Article 4.2 of Trust B provides, in relevant part, that if the beneficiary dies before the separate trust is completely distributed, the trustee is to distribute the remaining assets of the separate trust, including any accrued income, to any such person or persons in such amount or amounts as the beneficiary is to appoint in the beneficiary's last will and testament, specifically referring to this testamentary general power of appointment. In default of appointment, the remaining balance of the separate trust is to be allocated and distributed to the beneficiary's then surviving descendants, per stirpes. Article 12.6(10) defines the term "general power of appointment" to mean a power of appointment that may be exercised by the donee of such power, outright or in trust in favor of one or more of the permissible appointees or their estates, in such portions as the donee of the power may appoint, including, without limitation, the donee, the donee's estate or the creditors of either.
The terms of Trust B include modifications to the administrative terms of the trust. Article 7 of Trust B provides for the future appointment of a distribution committee that is granted the authority to make discretionary distribution decisions; Article 8 of Trust B provides for the future appointment of an investment committee that is granted the authority to make investment and administrative decisions; and Article 6 provides for the future appointment of a Trust Protector to protect the interests of the beneficiaries and to accomplish Grantor's intentions as set forth in Trust A. Other provisions in Trust B provide that the Trust Protector must be an individual who is not Grantor or a beneficiary or any person related or subordinate to Grantor or the beneficiary within the meaning of § 672(c) of the Internal Revenue Code (Code) and must also be a currently licensed certified public accountant or attorney with significant experience in estate planning and trust matters.
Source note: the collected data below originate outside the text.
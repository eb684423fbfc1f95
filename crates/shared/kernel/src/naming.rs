//! Case conversion used by generated configuration surfaces.

/// Converts a camelCase identifier to UPPER_SNAKE_CASE.
///
/// An underscore is inserted before every uppercase letter that is not the first
/// character, then the whole name is uppercased. Runs of capitals are split letter by
/// letter (`apiURL` becomes `API_U_R_L`); digits and existing underscores pass through.
#[must_use]
pub fn upper_snake(name: &str) -> String {
    let mut out = String::with_capacity(name.len() + name.len() / 2);
    for (i, ch) in name.chars().enumerate() {
        if i > 0 && ch.is_uppercase() {
            out.push('_');
        }
        out.extend(ch.to_uppercase());
    }
    out
}

#[cfg(test)]
mod tests {
    use super::*;
    use proptest::prelude::*;

    #[test]
    fn converts_camel_case() {
        assert_eq!(upper_snake("themeSwitcher"), "THEME_SWITCHER");
        assert_eq!(upper_snake("gtm"), "GTM");
        assert_eq!(upper_snake("calculatorAdvanced"), "CALCULATOR_ADVANCED");
        assert_eq!(upper_snake("apiURL"), "API_U_R_L");
        assert_eq!(upper_snake("Leading"), "LEADING");
        assert_eq!(upper_snake("v2Charts"), "V2_CHARTS");
        assert_eq!(upper_snake(""), "");
    }

    proptest! {
        #[test]
        fn output_has_no_lowercase(name in "[a-z][a-zA-Z0-9]{0,24}") {
            let out = upper_snake(&name);
            prop_assert!(!out.chars().any(|c| c.is_ascii_lowercase()));
        }

        #[test]
        fn one_underscore_per_inner_capital(name in "[a-z][a-zA-Z0-9]{0,24}") {
            let capitals = name.chars().skip(1).filter(char::is_ascii_uppercase).count();
            prop_assert_eq!(upper_snake(&name).len(), name.len() + capitals);
        }

        #[test]
        fn removing_underscores_recovers_uppercased_input(name in "[a-z][a-zA-Z0-9]{0,24}") {
            prop_assert_eq!(upper_snake(&name).replace('_', ""), name.to_ascii_uppercase());
        }
    }
}
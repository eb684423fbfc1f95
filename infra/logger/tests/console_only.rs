use folio_logger::{LevelFilter, Logger};

#[test]
fn console_only_has_no_file_output() {
    let logger = Logger::builder()
        .name("integration-console-only")
        .console(true)
        .level(LevelFilter::INFO)
        .init()
        .expect("logger should initialize");

    assert!(!logger.has_file_output(), "console-only logger should not hold a file guard");
}
//! Development-only fundamentals view and its fallbacks.

use crate::layout::layout_classes;
use crate::provider::FundamentalProvider;
use dioxus::prelude::*;
use folio_domain::constants::{FUNDAMENTAL_CELLS, FUNDAMENTAL_LAYOUT};
use tracing::error;

pub const DEV_ONLY_MESSAGE: &str = "The fundamental dashboard is only available in development mode.";
pub const ERROR_MESSAGE: &str = "Something went wrong while loading fundamental data.";

/// Fetches `symbol` from `provider` and lays its metrics out in a 3x3 grid.
///
/// Provider errors propagate to the enclosing error boundary.
#[component]
pub fn FundamentalView(symbol: String, provider: FundamentalProvider) -> Element {
    let snapshot = provider.fetch(&symbol).inspect_err(|e| {
        error!(symbol = %symbol, error = %e, "Fundamental provider failed");
    })?;

    let classes = layout_classes(FUNDAMENTAL_LAYOUT);
    let heading = snapshot.name.unwrap_or_else(|| snapshot.symbol.clone());

    rsx! {
        section { class: "fundamental-dashboard", "data-symbol": "{symbol}",
            h2 { class: "fundamental-title", "{heading}" }
            div { class: "{classes}",
                for metric in snapshot.metrics.into_iter().take(FUNDAMENTAL_CELLS) {
                    div { key: "{metric.label}", class: "fundamental-cell",
                        span { class: "metric-label", "{metric.label}" }
                        span { class: "metric-value", "{metric.value}" }
                    }
                }
            }
        }
    }
}

/// Shown instead of the fundamentals view outside development, or without a provider.
#[component]
pub fn DevOnlyNotice() -> Element {
    rsx! {
        div { class: "dev-only-notice",
            p { "{DEV_ONLY_MESSAGE}" }
        }
    }
}

/// Error boundary fallback; Retry reloads the whole page.
#[component]
pub fn FundamentalErrorPanel() -> Element {
    rsx! {
        div { class: "fundamental-error", role: "alert",
            p { "{ERROR_MESSAGE}" }
            button {
                class: "fundamental-retry",
                r#type: "button",
                onclick: move |_| {
                    _ = document::eval("window.location.reload();");
                },
                "Retry"
            }
        }
    }
}
//! Names of flags on external configuration surfaces.
//!
//! Generated env files and bundler defines depend on these strings byte for byte.

use folio_domain::constants::{BUILD_DEFINE_PREFIX, BUILD_DEFINE_SUFFIX, ENV_VAR_PREFIX};
use folio_kernel::naming::upper_snake;

/// `themeSwitcher` -> `PUBLIC_FEATURE_THEME_SWITCHER`.
#[must_use]
pub fn env_var_name(flag_name: &str) -> String {
    format!("{ENV_VAR_PREFIX}{}", upper_snake(flag_name))
}

/// `gtm` -> `__FEATURE_GTM__`.
#[must_use]
pub fn build_define_name(flag_name: &str) -> String {
    format!("{BUILD_DEFINE_PREFIX}{}{BUILD_DEFINE_SUFFIX}", upper_snake(flag_name))
}

#[cfg(test)]
mod tests {
    use super::*;

    #[test]
    fn env_var_names() {
        assert_eq!(env_var_name("themeSwitcher"), "PUBLIC_FEATURE_THEME_SWITCHER");
        assert_eq!(env_var_name("gtm"), "PUBLIC_FEATURE_GTM");
        assert_eq!(env_var_name("fundamentalDashboard"), "PUBLIC_FEATURE_FUNDAMENTAL_DASHBOARD");
    }

    #[test]
    fn build_define_names() {
        assert_eq!(build_define_name("gtm"), "__FEATURE_GTM__");
        assert_eq!(build_define_name("themeSwitcher"), "__FEATURE_THEME_SWITCHER__");
    }
}
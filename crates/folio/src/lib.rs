//! Facade crate for Folio features and shared modules.
//! Re-exports domain/kernel primitives and the feature slices enabled at build time.
//! Keep this crate thin: it should compose other crates, not implement business logic.
//!
//! ## Usage
//! - Add `folio` with the desired slices (`dashboard`/`content`, both on by default).
//! - Flags are always available; they decide which pages exist at all.

pub use folio_domain as domain;
pub use folio_flags as flags;
pub use folio_kernel as kernel;

#[cfg(feature = "content")]
pub use folio_content as content;
#[cfg(feature = "dashboard")]
pub use folio_dashboard as dashboard;

/// Slices compiled into this build.
pub mod features {
    pub const ENABLED: &[&str] = &[
        "flags",
        #[cfg(feature = "dashboard")]
        "dashboard",
        #[cfg(feature = "content")]
        "content",
    ];

    #[must_use]
    pub fn is_enabled(name: &str) -> bool {
        ENABLED.contains(&name)
    }
}

#[cfg(test)]
mod tests {
    use super::features;

    #[test]
    fn flags_slice_is_always_enabled() {
        assert!(features::is_enabled("flags"));
        assert!(!features::is_enabled("billing"));
    }
}
//! Building blocks of the generic dashboard: header, footer and the chart grid.

use crate::layout::layout_classes;
use dioxus::prelude::*;
use folio_domain::dashboard::{AspectRatio, ChartConfig, ChartDisplay, ChartOptions, ColorMode};

/// Stable identity of a chart slot across re-renders.
#[must_use]
pub fn chart_key(dashboard_id: &str, chart_type: &str, index: usize) -> String {
    format!("{dashboard_id}-{chart_type}-{index}")
}

/// Pre-rendered chart image for `mode`.
#[must_use]
pub fn chart_image_path(chart: &ChartConfig, mode: ColorMode) -> String {
    format!("/charts/{}/{}-{mode}.png", chart.category, chart.chart_type)
}

fn with_extra(base: &str, extra: &str) -> String {
    let extra = extra.trim();
    if extra.is_empty() { base.to_owned() } else { format!("{base} {extra}") }
}

/// Title block above the grid; renders nothing when disabled.
#[component]
pub fn DashboardHeader(enabled: bool, title: String, #[props(default)] class_name: String) -> Element {
    if !enabled {
        return rsx! {};
    }
    let class = with_extra("dashboard-header", &class_name);
    rsx! {
        header { class: "{class}",
            h2 { class: "dashboard-title", "{title}" }
        }
    }
}

/// Text block below the grid; renders nothing when disabled.
#[component]
pub fn DashboardFooter(enabled: bool, text: String, #[props(default)] class_name: String) -> Element {
    if !enabled {
        return rsx! {};
    }
    let class = with_extra("dashboard-footer", &class_name);
    rsx! {
        footer { class: "{class}",
            p { class: "dashboard-footer-text", "{text}" }
        }
    }
}

/// One chart slot per configured chart, in configuration order.
#[component]
pub fn ChartGrid(
    dashboard_id: String,
    layout: String,
    charts: Vec<ChartConfig>,
    options: ChartOptions,
    mode: ColorMode,
    aspect_ratio: AspectRatio,
) -> Element {
    let classes = layout_classes(&layout);
    let slots = charts
        .into_iter()
        .enumerate()
        .map(|(index, chart)| (chart_key(&dashboard_id, &chart.chart_type, index), chart));

    rsx! {
        div { class: "{classes}", "data-layout": "{layout}",
            for (slot_key , chart) in slots {
                ChartSlot {
                    key: "{slot_key}",
                    chart_key: slot_key.clone(),
                    chart,
                    options: options.clone(),
                    mode,
                    aspect_ratio,
                }
            }
        }
    }
}

/// A single chart: title, and unless `title_only`, description and image.
#[component]
pub fn ChartSlot(
    chart_key: String,
    chart: ChartConfig,
    options: ChartOptions,
    mode: ColorMode,
    aspect_ratio: AspectRatio,
) -> Element {
    let display = match options.display_mode {
        ChartDisplay::Full => "chart-slot chart-full",
        ChartDisplay::Compact => "chart-slot chart-compact",
    };
    let class = with_extra(display, options.chart_class_name.as_deref().unwrap_or_default());
    let src = chart_image_path(&chart, mode);
    let ChartConfig { chart_type, title, category, description } = chart;

    rsx! {
        article {
            class: "{class}",
            "data-chart-key": "{chart_key}",
            "data-chart-type": "{chart_type}",
            "data-category": "{category}",
            "data-aspect-ratio": "{aspect_ratio}",
            h3 { class: "chart-title", "{title}" }
            if !options.title_only {
                p { class: "chart-description", "{description}" }
                img {
                    class: "chart-image",
                    src: "{src}",
                    alt: "{title}",
                    loading: "lazy",
                }
            }
        }
    }
}
use folio_derive::folio_error;

#[folio_error]
pub enum DemoError {
    #[error("IO error: {source}")]
    Io {
        #[source]
        source: std::io::Error,
    },
}

fn main() {}
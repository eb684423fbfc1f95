use folio_content::{ContentError, Post, Taxonomy, count_terms, load_posts, similar_posts};
use proptest::prelude::*;
use std::io::Write;

const POSTS: &str = r#"[
    {"slug": "fed-minutes", "title": "Fed minutes", "tags": ["rates", "Fed"], "categories": ["Macro"]},
    {"slug": "yield-curve", "title": "Yield curve", "tags": ["Rates", "bonds"], "categories": ["macro"]},
    {"slug": "etf-flows", "title": "ETF flows", "tags": ["etf"], "categories": ["Markets"]},
    {"slug": "wip", "title": "Unfinished", "tags": ["rates"], "categories": ["Macro"], "draft": true}
]"#;

fn write_posts(json: &str) -> tempfile::NamedTempFile {
    let mut file = tempfile::NamedTempFile::new().unwrap();
    file.write_all(json.as_bytes()).unwrap();
    file
}

#[test]
fn loads_posts_and_counts_categories() {
    let file = write_posts(POSTS);
    let posts = load_posts(file.path()).unwrap();
    assert_eq!(posts.len(), 4);

    let categories = count_terms(&posts, Taxonomy::Categories);
    assert_eq!(categories[0].name, "Macro");
    assert_eq!(categories[0].count, 2);
    assert_eq!(categories[1].name, "Markets");
    assert_eq!(categories[1].count, 1);
}

#[test]
fn related_posts_from_file() {
    let file = write_posts(POSTS);
    let posts = load_posts(file.path()).unwrap();
    let related: Vec<&str> =
        similar_posts(&posts, "fed-minutes", 3).iter().map(|p| p.slug.as_str()).collect();
    assert_eq!(related, vec!["yield-curve"]);
}

#[test]
fn malformed_file_is_a_json_error() {
    let file = write_posts("{\"slug\": 1}");
    assert!(matches!(load_posts(file.path()), Err(ContentError::Json { .. })));
}

#[test]
fn missing_file_is_an_io_error() {
    let err = load_posts("/definitely/not/here.json").unwrap_err();
    assert!(matches!(err, ContentError::Io { .. }));
    assert!(err.to_string().contains("Reading posts"));
}

fn arb_post() -> impl Strategy<Value = Post> {
    (
        "[a-z]{1,8}",
        prop::collection::vec("[a-cA-C]{1,2}", 0..4),
        prop::collection::vec("[x-z]{1}", 0..2),
        any::<bool>(),
    )
        .prop_map(|(slug, tags, categories, draft)| Post {
            slug,
            title: String::new(),
            tags,
            categories,
            draft,
        })
}

proptest! {
    #[test]
    fn counts_are_sorted_and_bounded(posts in prop::collection::vec(arb_post(), 0..12)) {
        let published = posts.iter().filter(|p| !p.draft).count();
        let counts = count_terms(&posts, Taxonomy::Tags);
        for pair in counts.windows(2) {
            prop_assert!(pair[0].count >= pair[1].count);
        }
        for term in &counts {
            prop_assert!(term.count >= 1 && term.count <= published);
        }
    }

    #[test]
    fn similar_never_returns_self_or_drafts(posts in prop::collection::vec(arb_post(), 1..12), limit in 0usize..5) {
        let slug = posts[0].slug.clone();
        let related = similar_posts(&posts, &slug, limit);
        prop_assert!(related.len() <= limit);
        for post in related {
            prop_assert!(post.slug != slug);
            prop_assert!(!post.draft);
        }
    }
}
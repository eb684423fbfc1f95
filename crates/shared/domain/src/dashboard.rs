//! Dashboard configuration.
//!
//! Dashboards arrive as data from an external configuration source. Every field is
//! defaulted so partial documents still deserialize: a missing or `null` `charts` list is
//! simply an empty dashboard.

use serde::{Deserialize, Deserializer, Serialize};
use std::fmt;
use std::str::FromStr;
use strum_macros::{Display, EnumString};

#[derive(Debug, Default, Clone, PartialEq, Eq, Serialize, Deserialize)]
#[serde(default)]
pub struct DashboardConfig {
    /// Used to build stable chart keys.
    #[serde(deserialize_with = "null_as_default")]
    pub id: String,
    /// Layout identifier; selects the render path and the grid classes.
    #[serde(deserialize_with = "null_as_default")]
    pub layout: String,
    #[serde(alias = "layoutConfig")]
    pub layout_config: Option<LayoutConfig>,
    /// Rendering order.
    #[serde(deserialize_with = "null_as_default")]
    pub charts: Vec<ChartConfig>,
}

/// `null` reads as the type's default, same as a missing key.
fn null_as_default<'de, D, T>(deserializer: D) -> Result<T, D::Error>
where
    D: Deserializer<'de>,
    T: Default + Deserialize<'de>,
{
    Option::<T>::deserialize(deserializer).map(Option::unwrap_or_default)
}

impl DashboardConfig {
    #[must_use]
    pub fn header(&self) -> Option<&HeaderConfig> {
        self.layout_config.as_ref().and_then(|c| c.header.as_ref())
    }

    #[must_use]
    pub fn footer(&self) -> Option<&FooterConfig> {
        self.layout_config.as_ref().and_then(|c| c.footer.as_ref())
    }

    /// Chart options, or the defaults when none are configured.
    #[must_use]
    pub fn chart_options(&self) -> ChartOptions {
        self.layout_config.as_ref().and_then(|c| c.chart_options.clone()).unwrap_or_default()
    }
}

#[derive(Debug, Default, Clone, PartialEq, Eq, Serialize, Deserialize)]
#[serde(default, rename_all = "camelCase")]
pub struct LayoutConfig {
    pub header: Option<HeaderConfig>,
    pub footer: Option<FooterConfig>,
    pub chart_options: Option<ChartOptions>,
}

#[derive(Debug, Default, Clone, PartialEq, Eq, Serialize, Deserialize)]
#[serde(default, rename_all = "camelCase")]
pub struct HeaderConfig {
    pub enabled: bool,
    pub title: String,
    pub class_name: Option<String>,
}

#[derive(Debug, Default, Clone, PartialEq, Eq, Serialize, Deserialize)]
#[serde(default, rename_all = "camelCase")]
pub struct FooterConfig {
    pub enabled: bool,
    pub text: String,
    pub class_name: Option<String>,
}

#[derive(Debug, Default, Clone, PartialEq, Eq, Serialize, Deserialize)]
#[serde(default, rename_all = "camelCase")]
pub struct ChartOptions {
    pub display_mode: ChartDisplay,
    /// Show only chart titles, without description or image.
    pub title_only: bool,
    pub chart_class_name: Option<String>,
}

#[derive(Debug, Default, Clone, Copy, PartialEq, Eq, Serialize, Deserialize, Display, EnumString)]
#[serde(rename_all = "lowercase")]
#[strum(serialize_all = "lowercase")]
pub enum ChartDisplay {
    #[default]
    Full,
    Compact,
}

/// One chart slot. Has no identity outside its dashboard.
#[derive(Debug, Default, Clone, PartialEq, Eq, Serialize, Deserialize)]
#[serde(default)]
pub struct ChartConfig {
    #[serde(rename = "type", deserialize_with = "null_as_default")]
    pub chart_type: String,
    #[serde(deserialize_with = "null_as_default")]
    pub title: String,
    #[serde(deserialize_with = "null_as_default")]
    pub category: String,
    #[serde(deserialize_with = "null_as_default")]
    pub description: String,
}

#[derive(
    Debug, Default, Clone, Copy, PartialEq, Eq, Hash, Serialize, Deserialize, Display, EnumString,
)]
#[serde(rename_all = "lowercase")]
#[strum(serialize_all = "lowercase", ascii_case_insensitive)]
pub enum ColorMode {
    #[default]
    Light,
    Dark,
}

/// Width/height ratio carried through to chart slots. Not used for layout decisions.
#[derive(Debug, Clone, Copy, PartialEq, Eq, Hash, Serialize, Deserialize)]
pub struct AspectRatio {
    pub width: u16,
    pub height: u16,
}

impl AspectRatio {
    #[must_use]
    pub const fn new(width: u16, height: u16) -> Self {
        Self { width, height }
    }
}

impl Default for AspectRatio {
    fn default() -> Self {
        Self::new(16, 9)
    }
}

impl fmt::Display for AspectRatio {
    fn fmt(&self, f: &mut fmt::Formatter<'_>) -> fmt::Result {
        write!(f, "{}/{}", self.width, self.height)
    }
}

#[derive(Debug, Clone, PartialEq, Eq)]
pub struct ParseAspectRatioError(String);

impl fmt::Display for ParseAspectRatioError {
    fn fmt(&self, f: &mut fmt::Formatter<'_>) -> fmt::Result {
        write!(f, "invalid aspect ratio '{}', expected W:H or W/H", self.0)
    }
}

impl std::error::Error for ParseAspectRatioError {}

impl FromStr for AspectRatio {
    type Err = ParseAspectRatioError;

    fn from_str(s: &str) -> Result<Self, Self::Err> {
        let invalid = || ParseAspectRatioError(s.to_owned());
        let (w, h) = s.split_once([':', '/']).ok_or_else(invalid)?;
        let width = w.trim().parse::<u16>().map_err(|_| invalid())?;
        let height = h.trim().parse::<u16>().map_err(|_| invalid())?;
        if width == 0 || height == 0 {
            return Err(invalid());
        }
        Ok(Self::new(width, height))
    }
}
use crate::constants::DEFAULT_SYMBOL;
use crate::flags::Environment;
use serde::Deserialize;
use std::path::PathBuf;

/// Top-level configuration of the `folio` tool.
#[derive(Default, Debug, Clone, Deserialize)]
#[serde(default)]
pub struct SiteConfig {
    pub site: SiteSection,
    pub logging: LoggingConfig,
    pub dashboards: DashboardsConfig,
}

/// Site identity and the deployment environment flags resolve against.
#[derive(Debug, Clone, Deserialize)]
#[serde(default)]
pub struct SiteSection {
    pub title: String,
    pub environment: Environment,
    pub output_dir: PathBuf,
}

/// Logging knobs handed to the logger builder.
#[derive(Debug, Clone, Deserialize)]
#[serde(default)]
pub struct LoggingConfig {
    /// `trace`, `debug`, `info`, `warn`, `error` or `off`.
    pub level: String,
    /// Directory for rolling log files; console only when absent.
    pub path: Option<PathBuf>,
    pub json: bool,
    /// Explicit filter directive, overrides `RUST_LOG`.
    pub filter: Option<String>,
}

/// Dashboard rendering inputs.
#[derive(Debug, Clone, Deserialize)]
#[serde(default)]
pub struct DashboardsConfig {
    pub default_symbol: String,
    /// JSON fixture backing the fundamental view in development.
    pub fundamentals: Option<PathBuf>,
}

// --- Default ---

impl Default for SiteSection {
    fn default() -> Self {
        Self {
            title: "Folio".to_owned(),
            environment: Environment::Development,
            output_dir: PathBuf::from("dist"),
        }
    }
}

impl Default for LoggingConfig {
    fn default() -> Self {
        Self { level: "info".to_owned(), path: None, json: false, filter: None }
    }
}

impl Default for DashboardsConfig {
    fn default() -> Self {
        Self { default_symbol: DEFAULT_SYMBOL.to_owned(), fundamentals: None }
    }
}
pub mod args;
Article 9.2 of Trust B provides, in relevant part, that the trustee must be a corporate trustee. Other provisions of Trust B provide that the corporate trustee must be a trust company or national or state banking institution having trust or fiduciary powers. The corporate trustee must also not be Grantor or a beneficiary or any person related or subordinate to Grantor or the beneficiary within the meaning of § 672(c).
Article 11.6 of Trust B provides for a perpetuities period that is identical to that of Trust A. The article provides that Trust B and any trusts created under Trust B are not to continue for a period longer than 21 years after the life of the survivor of the named beneficiaries in Article 7 of Trust A, who were alive on Date 1.
It is represented that no additions, actual or constructive, have been made to Trust since September 25, 1985.
You have requested the following rulings:
1. The proposed transfer of Trust A assets to a successor trust, Trust B, and the modifications caused by the distribution to Trust B, will not cause the loss of exempt status from the GST tax under § 2601 of the Code.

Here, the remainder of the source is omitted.